Il diario del lavoro ha intervistato il segretario generale dalla Filctem-Cigl Marco Falcinelli in merito alla transizione energetica e al ruolo del sindacato nel governare questi processi di cambiamento ambientale. Falcinelli denuncia come il sindacato non sia ascoltato dal governo e spiega l’importanza del coinvolgimento delle parti sociali in questa fase di ripartenza del paese. Per il segretario, bisogna ricalibrare l’intero tessuto industriale e sociale per riuscire a gestire non solo i cambiamenti delle produzioni di energia ma anche per garantire e tutelare il lavoro, anche e soprattutto attraverso la formazione continua.

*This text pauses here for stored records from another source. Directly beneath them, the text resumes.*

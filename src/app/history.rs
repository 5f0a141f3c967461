use crate::core::Path;
use std::sync::Arc;

/// Snapshot des Pfads fuer Undo/Redo.
///
/// Nutzt Arc-Clone (Copy-on-Write): Das Erstellen eines Snapshots ist O(1),
/// der eigentliche Pfad-Klon passiert erst beim naechsten `Arc::make_mut()`.
#[derive(Debug, Clone)]
pub struct Snapshot {
    /// Pfad zum Zeitpunkt des Snapshots
    pub path: Arc<Path>,
}

impl Snapshot {
    /// Erstellt einen O(1)-Snapshot durch Arc-Clone.
    pub fn of(path: &Arc<Path>) -> Self {
        Self {
            path: Arc::clone(path),
        }
    }
}

/// Einfacher Undo/Redo-Manager mit Snapshotting.
#[derive(Debug, Default)]
pub struct EditHistory {
    undo_stack: Vec<Snapshot>,
    redo_stack: Vec<Snapshot>,
    max_depth: usize,
}

impl EditHistory {
    /// Erstellt einen neuen History-Manager mit maximaler Tiefe.
    pub fn new_with_capacity(max_depth: usize) -> Self {
        Self {
            undo_stack: Vec::with_capacity(max_depth),
            redo_stack: Vec::with_capacity(max_depth),
            max_depth,
        }
    }

    /// Legt einen Snapshot vor einer Mutation ab und verwirft den Redo-Stack.
    pub fn record_snapshot(&mut self, snap: Snapshot) {
        if self.max_depth == 0 {
            return;
        }
        if self.undo_stack.len() >= self.max_depth {
            self.undo_stack.remove(0);
        }
        self.undo_stack.push(snap);
        self.redo_stack.clear();
    }

    /// Prueft ob Undo moeglich ist.
    pub fn can_undo(&self) -> bool {
        !self.undo_stack.is_empty()
    }

    /// Prueft ob Redo moeglich ist.
    pub fn can_redo(&self) -> bool {
        !self.redo_stack.is_empty()
    }

    /// Holt den letzten Undo-Snapshot und legt `current` auf den Redo-Stack.
    pub fn pop_undo_with_current(&mut self, current: Snapshot) -> Option<Snapshot> {
        let prev = self.undo_stack.pop()?;
        if self.redo_stack.len() >= self.max_depth {
            self.redo_stack.remove(0);
        }
        self.redo_stack.push(current);
        Some(prev)
    }

    /// Holt den letzten Redo-Snapshot und legt `current` auf den Undo-Stack.
    pub fn pop_redo_with_current(&mut self, current: Snapshot) -> Option<Snapshot> {
        let next = self.redo_stack.pop()?;
        if self.undo_stack.len() >= self.max_depth {
            self.undo_stack.remove(0);
        }
        self.undo_stack.push(current);
        Some(next)
    }
}
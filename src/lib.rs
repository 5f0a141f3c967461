//! Vehicle Path Editor Library.
//!
//! Geometrie-Kern fuer einen editierbaren Fahrzeugpfad aus geraden Strecken,
//! Kreisboegen und Drehungen auf der Stelle. Als Library exportiert fuer Tests,
//! Benchmarks und das `path-inspect`-Werkzeug.

pub mod app;
pub mod core;
pub mod shared;

pub use app::{EditorIntent, PathEditor, Pick};
pub use core::{
    ArcGeometry, CommandKind, CommandOwner, CommandParams, CommandSlot, Drawable, EdgeId,
    EdgeShape, NodeId, NodeKind, Path, PathConfig, PathEdge, PathNode, PrecisionMode,
    TurnDirection,
};
pub use shared::PathOptions;
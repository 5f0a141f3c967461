//! Application-Layer: Editor-Controller, Intents und Undo-Historie.

pub mod editor;
pub mod events;
pub mod history;

pub use editor::{PathEditor, Pick};
pub use events::EditorIntent;
pub use history::{EditHistory, Snapshot};
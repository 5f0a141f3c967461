//! Fahrbefehl-Parameter, die an Edges und Turn-Nodes haengen.
//!
//! Die Geometrie erzeugt und verwirft die Records, liest aber nie ihren Inhalt.

use super::{EdgeId, NodeId, TurnDirection};
use serde::{Deserialize, Serialize};

/// Minimale Geschwindigkeit (Anteil der Maximalgeschwindigkeit).
pub const SPEED_MIN: f32 = 0.0;
/// Maximale Geschwindigkeit.
pub const SPEED_MAX: f32 = 1.0;
/// Schrittweite des Geschwindigkeits-Reglers.
pub const SPEED_STEP: f32 = 0.01;

/// Praezisionsmodus eines Fahrbefehls (Umschalter PREC/FAST).
#[derive(Debug, Clone, Copy, PartialEq, Eq, Default, Serialize, Deserialize)]
pub enum PrecisionMode {
    /// Langsam und exakt anfahren
    #[default]
    Precise,
    /// Schnell, mit Toleranz am Zielpunkt
    Fast,
}

impl PrecisionMode {
    /// Gegenstueck fuer den PREC/FAST-Umschalter
    pub fn toggled(self) -> Self {
        match self {
            Self::Precise => Self::Fast,
            Self::Fast => Self::Precise,
        }
    }
}

/// Parameter eines Fahrbefehls.
#[derive(Debug, Clone, Copy, PartialEq)]
pub struct CommandParams {
    speed: f32,
    /// Praezisionsmodus
    pub precision: PrecisionMode,
}

impl CommandParams {
    /// Erstellt einen Parameter-Record; `speed` wird geklemmt und gerastert.
    pub fn new(speed: f32, precision: PrecisionMode) -> Self {
        let mut params = Self {
            speed: SPEED_MAX,
            precision,
        };
        params.set_speed(speed);
        params
    }

    pub fn speed(&self) -> f32 {
        self.speed
    }

    /// Setzt die Geschwindigkeit auf den naechsten Reglerschritt in [SPEED_MIN, SPEED_MAX].
    pub fn set_speed(&mut self, speed: f32) {
        if !speed.is_finite() {
            return;
        }
        let clamped = speed.clamp(SPEED_MIN, SPEED_MAX);
        self.speed = ((clamped / SPEED_STEP).round() * SPEED_STEP).clamp(SPEED_MIN, SPEED_MAX);
    }
}

impl Default for CommandParams {
    fn default() -> Self {
        Self {
            speed: SPEED_MAX,
            precision: PrecisionMode::Precise,
        }
    }
}

/// Besitzer eines Fahrbefehls.
#[derive(Debug, Clone, Copy, PartialEq, Eq, Hash)]
pub enum CommandOwner {
    Edge(EdgeId),
    Node(NodeId),
}

/// Art des Fahrbefehls, abgeleitet aus der aktuellen Geometrie des Besitzers.
#[derive(Debug, Clone, Copy, PartialEq, Eq)]
pub enum CommandKind {
    /// Gerade Strecke
    Straight,
    /// Kreisbogen
    Curve { turn: TurnDirection },
    /// Drehung auf der Stelle an einem Node
    Turn { turn: TurnDirection },
}

/// Ein Eintrag der Befehlsliste (eine Zeile im Parameter-Panel).
#[derive(Debug, Clone, Copy, PartialEq)]
pub struct CommandSlot {
    pub owner: CommandOwner,
    pub kind: CommandKind,
    pub params: CommandParams,
}

#[cfg(test)]
mod tests {
    use super::*;
    use approx::assert_relative_eq;

    #[test]
    fn test_default_params_full_speed_precise() {
        let params = CommandParams::default();
        assert_relative_eq!(params.speed(), 1.0);
        assert_eq!(params.precision, PrecisionMode::Precise);
    }

    #[test]
    fn test_set_speed_clamps_and_snaps_to_step() {
        let mut params = CommandParams::default();
        params.set_speed(0.456);
        assert_relative_eq!(params.speed(), 0.46, epsilon = 1e-6);
        params.set_speed(-3.0);
        assert_relative_eq!(params.speed(), 0.0);
        params.set_speed(7.0);
        assert_relative_eq!(params.speed(), 1.0, epsilon = 1e-6);
    }

    #[test]
    fn test_set_speed_ignores_nan() {
        let mut params = CommandParams::new(0.5, PrecisionMode::Fast);
        params.set_speed(f32::NAN);
        assert_relative_eq!(params.speed(), 0.5, epsilon = 1e-6);
        assert_eq!(params.precision, PrecisionMode::Fast);
    }

    #[test]
    fn test_precision_toggle() {
        assert_eq!(PrecisionMode::Precise.toggled(), PrecisionMode::Fast);
        assert_eq!(PrecisionMode::Fast.toggled(), PrecisionMode::Precise);
    }
}
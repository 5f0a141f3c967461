//! Zentrale Konfiguration fuer den Vehicle Path Editor.
//!
//! `PathOptions` enthaelt alle zur Laufzeit aenderbaren Werte.
//! Die `const`-Werte bleiben als Fallback/Default erhalten.

use crate::core::path::{CURVE_SNAP_DISTANCE, SNAP_TOLERANCE, START_HEADING};
use crate::core::{CommandParams, PathConfig, PrecisionMode};
use serde::{Deserialize, Serialize};

// ── Treffertests ────────────────────────────────────────────────────

/// Pick-Radius fuer Nodes (Feldeinheiten).
pub const NODE_PICK_RADIUS: f32 = 1.0;
/// Maximaler Abstand eines Klicks zu einer Edge (Feldeinheiten).
pub const EDGE_PICK_TOLERANCE: f32 = 0.5;

// ── Befehls-Panel ───────────────────────────────────────────────────

/// Position der ersten Panel-Zeile (rechts neben dem Spielfeld).
pub const COMMAND_PANEL_ORIGIN: [f32; 2] = [817.0, 18.0];
/// Vertikaler Abstand der Panel-Zeilen.
pub const COMMAND_PANEL_SPACING: f32 = 70.0;

// ── Undo ────────────────────────────────────────────────────────────

/// Maximale Anzahl Undo-Schritte.
pub const HISTORY_DEPTH: usize = 100;

// ── Laufzeit-Optionen (serialisierbar) ─────────────────────────────

/// Alle zur Laufzeit aenderbaren Editor-Optionen.
/// Wird als `vehicle_path_editor.toml` neben der Binary gespeichert.
#[derive(Debug, Clone, PartialEq, Serialize, Deserialize)]
pub struct PathOptions {
    // ── Einrasten ───────────────────────────────────────────────
    /// Winkeltoleranz fuer das Einrasten neuer Punkte (Radiant)
    #[serde(default = "default_snap_tolerance")]
    pub snap_tolerance: f32,
    /// Kontrollpunkt-Abstand, unter dem eine Edge gerade bleibt
    #[serde(default = "default_curve_snap_distance")]
    pub curve_snap_distance: f32,
    /// Ausrichtung des Fahrzeugs am Start-Node (Radiant)
    #[serde(default)]
    pub start_heading: f32,

    // ── Treffertests ────────────────────────────────────────────
    /// Pick-Radius fuer Nodes
    #[serde(default = "default_node_pick_radius")]
    pub node_pick_radius: f32,
    /// Pick-Toleranz fuer Edges
    #[serde(default = "default_edge_pick_tolerance")]
    pub edge_pick_tolerance: f32,

    // ── Befehls-Panel ───────────────────────────────────────────
    /// Position der ersten Panel-Zeile
    #[serde(default = "default_command_panel_origin")]
    pub command_panel_origin: [f32; 2],
    /// Abstand der Panel-Zeilen
    #[serde(default = "default_command_panel_spacing")]
    pub command_panel_spacing: f32,

    // ── Fahrbefehle ─────────────────────────────────────────────
    /// Geschwindigkeit neuer Fahrbefehle (0..=1)
    #[serde(default = "default_speed")]
    pub default_speed: f32,
    /// Praezisionsmodus neuer Fahrbefehle
    #[serde(default)]
    pub default_precision: PrecisionMode,

    // ── Undo ────────────────────────────────────────────────────
    /// Maximale Undo-Tiefe
    #[serde(default = "default_history_depth")]
    pub history_depth: usize,
}

impl Default for PathOptions {
    fn default() -> Self {
        Self {
            snap_tolerance: SNAP_TOLERANCE,
            curve_snap_distance: CURVE_SNAP_DISTANCE,
            start_heading: START_HEADING,
            node_pick_radius: NODE_PICK_RADIUS,
            edge_pick_tolerance: EDGE_PICK_TOLERANCE,
            command_panel_origin: COMMAND_PANEL_ORIGIN,
            command_panel_spacing: COMMAND_PANEL_SPACING,
            default_speed: 1.0,
            default_precision: PrecisionMode::Precise,
            history_depth: HISTORY_DEPTH,
        }
    }
}

fn default_snap_tolerance() -> f32 {
    SNAP_TOLERANCE
}

fn default_curve_snap_distance() -> f32 {
    CURVE_SNAP_DISTANCE
}

fn default_node_pick_radius() -> f32 {
    NODE_PICK_RADIUS
}

fn default_edge_pick_tolerance() -> f32 {
    EDGE_PICK_TOLERANCE
}

fn default_command_panel_origin() -> [f32; 2] {
    COMMAND_PANEL_ORIGIN
}

fn default_command_panel_spacing() -> f32 {
    COMMAND_PANEL_SPACING
}

fn default_speed() -> f32 {
    1.0
}

fn default_history_depth() -> usize {
    HISTORY_DEPTH
}

impl PathOptions {
    /// Laedt Optionen aus einer TOML-Datei. Bei Fehler: Standardwerte.
    pub fn load_from_file(path: &std::path::Path) -> Self {
        match std::fs::read_to_string(path) {
            Ok(content) => match toml::from_str(&content) {
                Ok(opts) => {
                    log::info!("Optionen geladen aus: {}", path.display());
                    opts
                }
                Err(e) => {
                    log::warn!("Optionen-Datei fehlerhaft, verwende Standardwerte: {}", e);
                    Self::default()
                }
            },
            Err(_) => {
                log::info!("Keine Optionen-Datei gefunden, verwende Standardwerte");
                Self::default()
            }
        }
    }

    /// Speichert Optionen als TOML-Datei.
    pub fn save_to_file(&self, path: &std::path::Path) -> anyhow::Result<()> {
        let content = toml::to_string_pretty(self)?;
        std::fs::write(path, content)?;
        log::info!("Optionen gespeichert nach: {}", path.display());
        Ok(())
    }

    /// Ermittelt den Pfad zur Optionen-Datei neben der Binary.
    pub fn config_path() -> std::path::PathBuf {
        std::env::current_exe()
            .unwrap_or_else(|_| std::path::PathBuf::from("vehicle_path_editor"))
            .parent()
            .unwrap_or_else(|| std::path::Path::new("."))
            .join("vehicle_path_editor.toml")
    }

    /// Geometrie-Einstellungen fuer den Pfad.
    pub fn path_config(&self) -> PathConfig {
        PathConfig {
            snap_tolerance: self.snap_tolerance,
            curve_snap_distance: self.curve_snap_distance,
            start_heading: self.start_heading,
            default_command: CommandParams::new(self.default_speed, self.default_precision),
        }
    }

    pub fn command_panel_origin(&self) -> glam::Vec2 {
        glam::Vec2::from(self.command_panel_origin)
    }
}
//! Core-Domänentypen: Nodes, Edges, Path und Geometrie.

pub mod command;
pub mod edge;
pub mod geometry;
/// Datenmodell des Pfads
///
/// - Path: geordnete Kette, besitzt alle Nodes und Edges
/// - PathNode: Wegpunkt mit abgeleiteten Headings
/// - PathEdge: Gerade oder Kreisbogen zwischen zwei Nodes
pub mod node;
pub mod path;

pub use command::{CommandKind, CommandOwner, CommandParams, CommandSlot, PrecisionMode};
pub use edge::{ArcGeometry, EdgeId, EdgeShape, PathEdge};
pub use node::{NodeId, NodeKind, PathNode, TurnDirection};
pub use path::{Drawable, Path, PathConfig};
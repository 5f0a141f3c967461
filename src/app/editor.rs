//! Editor-Controller: validiert Intents und fuehrt sie auf dem Pfad aus.

use super::events::EditorIntent;
use super::history::{EditHistory, Snapshot};
use crate::core::{CommandOwner, CommandParams, CommandSlot, EdgeId, NodeId, Path};
use crate::shared::PathOptions;
use glam::Vec2;
use std::sync::Arc;

/// Ergebnis eines Treffertests im Editor.
#[derive(Debug, Clone, Copy, PartialEq, Eq)]
pub enum Pick {
    Node(NodeId),
    /// Kontrollpunkt einer Edge (Sehnenmitte bei Geraden)
    CurveControl(EdgeId),
    Edge(EdgeId),
}

/// Laufende Zieh-Geste zwischen `BeginDrag` und `EndDrag`.
#[derive(Debug, Clone, Copy, Default)]
struct DragGesture {
    /// Snapshot fuer diese Geste bereits abgelegt
    recorded: bool,
}

/// Haelt Pfad, Optionen und Undo-Historie und verarbeitet `EditorIntent`s.
#[derive(Debug)]
pub struct PathEditor {
    path: Arc<Path>,
    options: PathOptions,
    history: EditHistory,
    gesture: Option<DragGesture>,
}

impl PathEditor {
    /// Erstellt einen Editor mit einem Pfad, der nur aus dem Start-Node besteht.
    pub fn new(start: Vec2, options: PathOptions) -> Self {
        let path = Path::with_config(start, options.path_config());
        Self {
            path: Arc::new(path),
            history: EditHistory::new_with_capacity(options.history_depth),
            options,
            gesture: None,
        }
    }

    pub fn path(&self) -> &Path {
        &self.path
    }

    pub fn options(&self) -> &PathOptions {
        &self.options
    }

    /// Uebernimmt neue Optionen. Die Undo-Historie bleibt erhalten.
    pub fn set_options(&mut self, options: PathOptions) {
        let config = options.path_config();
        if *self.path.config() != config {
            Arc::make_mut(&mut self.path).set_config(config);
        }
        self.options = options;
        log::info!("Editor-Optionen uebernommen");
    }

    pub fn can_undo(&self) -> bool {
        self.history.can_undo()
    }

    pub fn can_redo(&self) -> bool {
        self.history.can_redo()
    }

    /// Ob gerade eine Zieh-Geste laeuft.
    pub fn is_dragging(&self) -> bool {
        self.gesture.is_some()
    }

    /// Treffertest: Nodes vor Kontrollpunkten vor Edges.
    pub fn pick(&self, position: Vec2) -> Option<Pick> {
        let radius = self.options.node_pick_radius;
        if let Some(node) = self.path.nearest_node(position, radius) {
            return Some(Pick::Node(node));
        }

        let control = self
            .path
            .edges()
            .map(|edge| (edge.id, edge.control_point().distance(position)))
            .filter(|(_, distance)| *distance <= radius)
            .min_by(|a, b| a.1.total_cmp(&b.1));
        if let Some((edge, _)) = control {
            return Some(Pick::CurveControl(edge));
        }

        self.path
            .pick_edge(position, self.options.edge_pick_tolerance)
            .map(Pick::Edge)
    }

    /// Befehls-Panel mit den Positionen aus den Optionen.
    pub fn command_panel(&self) -> Vec<(CommandSlot, Vec2)> {
        self.path.command_panel_layout(
            self.options.command_panel_origin(),
            self.options.command_panel_spacing,
        )
    }

    /// Verarbeitet einen Intent.
    ///
    /// Unbekannte IDs und unzulaessige Operationen werden mit einer Warnung
    /// verworfen. Fehler liefern nur ungueltige Zahlenwerte (NaN/unendlich).
    pub fn handle_intent(&mut self, intent: EditorIntent) -> anyhow::Result<()> {
        log::debug!("Intent: {:?}", intent);

        match intent {
            EditorIntent::AddWaypoint {
                position,
                curved,
                snap,
            } => {
                ensure_finite(position)?;
                self.add_waypoint(position, curved, snap);
            }
            EditorIntent::InsertNode {
                edge,
                position,
                snap,
            } => {
                ensure_finite(position)?;
                self.insert_node(edge, position, snap);
            }
            EditorIntent::DeleteNode { node } => self.delete_node(node),
            EditorIntent::MoveNode {
                node,
                position,
                snap,
            } => {
                ensure_finite(position)?;
                self.move_node(node, position, snap);
            }
            EditorIntent::DragCurveControl { edge, pointer } => {
                ensure_finite(pointer)?;
                self.drag_curve_control(edge, pointer);
            }
            EditorIntent::SetCurveOffset { edge, offset } => {
                anyhow::ensure!(offset.is_finite(), "Curve-Offset {} ist ungueltig", offset);
                self.set_curve_offset(edge, offset);
            }
            EditorIntent::SetShoot { node, shoot } => self.set_shoot(node, shoot),
            EditorIntent::SetCommandSpeed { owner, speed } => {
                anyhow::ensure!(speed.is_finite(), "Geschwindigkeit {} ist ungueltig", speed);
                self.edit_command(owner, |params| params.set_speed(speed));
            }
            EditorIntent::SetCommandPrecision { owner, precision } => {
                self.edit_command(owner, |params| params.precision = precision);
            }
            EditorIntent::BeginDrag => self.begin_drag(),
            EditorIntent::EndDrag => self.end_drag(),
            EditorIntent::Undo => self.undo(),
            EditorIntent::Redo => self.redo(),
        }

        Ok(())
    }

    // ── Mutationen ──────────────────────────────────────────────────

    fn record_snapshot(&mut self) {
        self.history.record_snapshot(Snapshot::of(&self.path));
    }

    /// Legt `before` nach einer tatsaechlichen Aenderung ab; innerhalb einer
    /// Zieh-Geste nur beim ersten Mal.
    fn record_change(&mut self, before: Snapshot) {
        match self.gesture.as_mut() {
            Some(gesture) if gesture.recorded => {}
            Some(gesture) => {
                gesture.recorded = true;
                self.history.record_snapshot(before);
            }
            None => self.history.record_snapshot(before),
        }
    }

    fn begin_drag(&mut self) {
        if self.gesture.is_some() {
            log::debug!("BeginDrag: Geste laeuft bereits");
            return;
        }
        self.gesture = Some(DragGesture::default());
    }

    fn end_drag(&mut self) {
        match self.gesture.take() {
            Some(gesture) if gesture.recorded => log::info!("Zieh-Geste abgeschlossen"),
            Some(_) => log::debug!("Zieh-Geste ohne Aenderung"),
            None => log::debug!("EndDrag ohne laufende Geste"),
        }
    }

    fn path_mut(&mut self) -> &mut Path {
        Arc::make_mut(&mut self.path)
    }

    fn add_waypoint(&mut self, position: Vec2, curved: bool, snap: bool) {
        let position = if snap {
            self.path.snap_new_point(position, None)
        } else {
            position
        };

        self.record_snapshot();
        self.path_mut().add_waypoint(position, curved);
    }

    fn insert_node(&mut self, edge: EdgeId, position: Vec2, snap: bool) {
        if self.path.edge(edge).is_none() {
            log::warn!("Einfuegen verworfen: Edge {} existiert nicht", edge);
            return;
        }
        let position = if snap {
            self.path.snap_insert_point(edge, position)
        } else {
            position
        };

        self.record_snapshot();
        self.path_mut().insert_node(edge, position);
    }

    fn delete_node(&mut self, node: NodeId) {
        match self.path.node(node) {
            None => {
                log::warn!("Loeschen verworfen: Node {} existiert nicht", node);
                return;
            }
            Some(n) if n.is_start() => {
                log::warn!("Loeschen verworfen: Start-Node {} bleibt erhalten", node);
                return;
            }
            Some(_) => {}
        }

        self.record_snapshot();
        self.path_mut().delete_node(node);
    }

    fn move_node(&mut self, node: NodeId, position: Vec2, snap: bool) {
        if self.path.node(node).is_none() {
            log::warn!("Verschieben verworfen: Node {} existiert nicht", node);
            return;
        }
        let position = if snap {
            self.path.snap_new_point(position, Some(node))
        } else {
            position
        };
        if self.path.node(node).is_some_and(|n| n.position == position) {
            return;
        }

        let before = Snapshot::of(&self.path);
        self.path_mut().move_node(node, position);
        self.record_change(before);
    }

    fn drag_curve_control(&mut self, edge: EdgeId, pointer: Vec2) {
        if self.path.edge(edge).is_none() {
            log::warn!("Kurve verworfen: Edge {} existiert nicht", edge);
            return;
        }

        let before = Snapshot::of(&self.path);
        if !self.path_mut().drag_curve_control(edge, pointer) {
            log::debug!("Kurve fuer Edge {} ausserhalb des Halbkreises", edge);
            return;
        }
        if offset_changed(&before.path, &self.path, edge) {
            self.record_change(before);
        }
    }

    fn set_curve_offset(&mut self, edge: EdgeId, offset: f32) {
        if self.path.edge(edge).is_none() {
            log::warn!("Offset verworfen: Edge {} existiert nicht", edge);
            return;
        }

        let before = Snapshot::of(&self.path);
        if !self.path_mut().set_curve_offset(edge, offset) {
            log::warn!("Offset {:.3} fuer Edge {} ausserhalb des Halbkreises", offset, edge);
            return;
        }
        if offset_changed(&before.path, &self.path, edge) {
            self.record_change(before);
        }
    }

    fn set_shoot(&mut self, node: NodeId, shoot: bool) {
        match self.path.node(node) {
            None => {
                log::warn!("Shoot verworfen: Node {} existiert nicht", node);
                return;
            }
            Some(n) if n.is_shoot() == shoot => return,
            Some(_) => {}
        }

        self.record_snapshot();
        self.path_mut().set_shoot(node, shoot);
    }

    fn edit_command(&mut self, owner: CommandOwner, edit: impl FnOnce(&mut CommandParams)) {
        let exists = match owner {
            CommandOwner::Edge(id) => self.path.edge(id).is_some(),
            CommandOwner::Node(id) => self.path.node(id).is_some_and(|n| n.command().is_some()),
        };
        if !exists {
            log::warn!("Fahrbefehl verworfen: {:?} hat keinen Fahrbefehl", owner);
            return;
        }

        self.record_snapshot();
        if let Some(params) = self.path_mut().command_mut(owner) {
            edit(params);
        }
    }

    fn undo(&mut self) {
        // Undo beendet eine laufende Geste
        self.gesture = None;
        let current = Snapshot::of(&self.path);
        if let Some(prev) = self.history.pop_undo_with_current(current) {
            self.restore(prev);
            log::info!("Undo ausgefuehrt");
        } else {
            log::debug!("Undo: nichts zu tun");
        }
    }

    fn redo(&mut self) {
        self.gesture = None;
        let current = Snapshot::of(&self.path);
        if let Some(next) = self.history.pop_redo_with_current(current) {
            self.restore(next);
            log::info!("Redo ausgefuehrt");
        } else {
            log::debug!("Redo: nichts zu tun");
        }
    }

    /// Setzt einen Snapshot ein; Optionen aus der Zwischenzeit gelten weiter.
    fn restore(&mut self, snap: Snapshot) {
        self.path = snap.path;
        let config = self.options.path_config();
        if *self.path.config() != config {
            self.path_mut().set_config(config);
        }
    }
}

fn offset_changed(before: &Path, after: &Path, edge: EdgeId) -> bool {
    let offset = |path: &Path| path.edge(edge).map(|e| e.curve_offset());
    offset(before) != offset(after)
}

/// Lehnt NaN- und unendliche Positionen ab.
fn ensure_finite(position: Vec2) -> anyhow::Result<()> {
    anyhow::ensure!(
        position.is_finite(),
        "Position ({}, {}) ist ungueltig",
        position.x,
        position.y
    );
    Ok(())
}
#[test]
fn test_turn_command_bearbeiten_und_verwerfen() {
    let mut editor = l_shaped_editor();
    let middle = editor.path().node_at(1).id;
    let owner = CommandOwner::Node(middle);

    editor
        .handle_intent(EditorIntent::SetCommandPrecision {
            owner,
            precision: PrecisionMode::Precise.toggled(),
        })
        .expect("SetCommandPrecision darf nicht fehlschlagen");
    let params = editor.path().node_at(1).command().copied();
    assert_eq!(params.map(|p| p.precision), Some(PrecisionMode::Fast));

    // Drehung verschwindet → Fahrbefehl auch
    let last = editor.path().last_node().id;
    editor
        .handle_intent(EditorIntent::MoveNode {
            node: last,
            position: Vec2::new(20.0, 0.0),
            snap: false,
        })
        .expect("MoveNode darf nicht fehlschlagen");
    assert!(editor.path().node_at(1).command().is_none());

    // Intent auf den verschwundenen Befehl wird verworfen
    editor
        .handle_intent(EditorIntent::SetCommandSpeed { owner, speed: 0.2 })
        .expect("SetCommandSpeed darf nicht fehlschlagen");
    assert!(editor.path().node_at(1).command().is_none());
}

#[test]
fn test_shoot_marker_und_befehl() {
    let mut editor = PathEditor::new(Vec2::ZERO, PathOptions::default());
    add(&mut editor, 5.0, 0.0);
    add(&mut editor, 10.0, 0.0);
    let middle = editor.path().node_at(1).id;

    editor
        .handle_intent(EditorIntent::SetShoot {
            node: middle,
            shoot: true,
        })
        .expect("SetShoot darf nicht fehlschlagen");

    let node = editor.path().node_at(1);
    assert!(node.is_shoot());
    assert!(node.command().is_some());
    let markers = editor
        .path()
        .drawables()
        .filter(|d| matches!(d, vehicle_path_editor::Drawable::ShootMarker { .. }))
        .count();
    assert_eq!(markers, 1);
}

Falcinelli, quali sono gli obbiettivi da raggiungere rispetto alla transizione energetica?

Son due le grandi rivoluzioni che dobbiamo affrontare e provare a governare: da un lato l’innovazione tecnologica e la digitalizzazione e dall’altra la questione della sostenibilità ambientale, in particolare rispetto agli obbiettivi europei del 2030 e 2050. Nel 2030 ci deve essere una riduzione del 55% delle emissioni climalteranti e l’azzeramento nel 2050. Questi sono i due grandi temi che all’interno del PNRR assorbono circa il 37-40% delle risorse complessive.

Quando si parla di emissioni climalteranti cosa si intende?

Tutti gli elementi legati alla Co2, quindi all’emissione carbonica. Per la produzione di energia nel mondo, Italia compresa, vengono utilizzate le fonti fossili, quindi il carbone, il petrolio e il gas. L’Europa ha chiesto nel Green New Deal che nei piani dei vari paesi europei vengano dedicate al digitale e ambiente almeno il 37% delle risorse stanziate dall’Europa. L’Italia si è adoperata per raggiungere questi obbiettivi e infatti all’interno del PNRR ha dato delle indicazioni su questi temi, ad esempio sul consumo o la produzione di energia. Qui devo fare una premessa: le questioni del PNRR sono state solo illustrate alle parti sociali, ma non c’è stata una discussione collettiva per costruire insieme i contenuti di questo piano.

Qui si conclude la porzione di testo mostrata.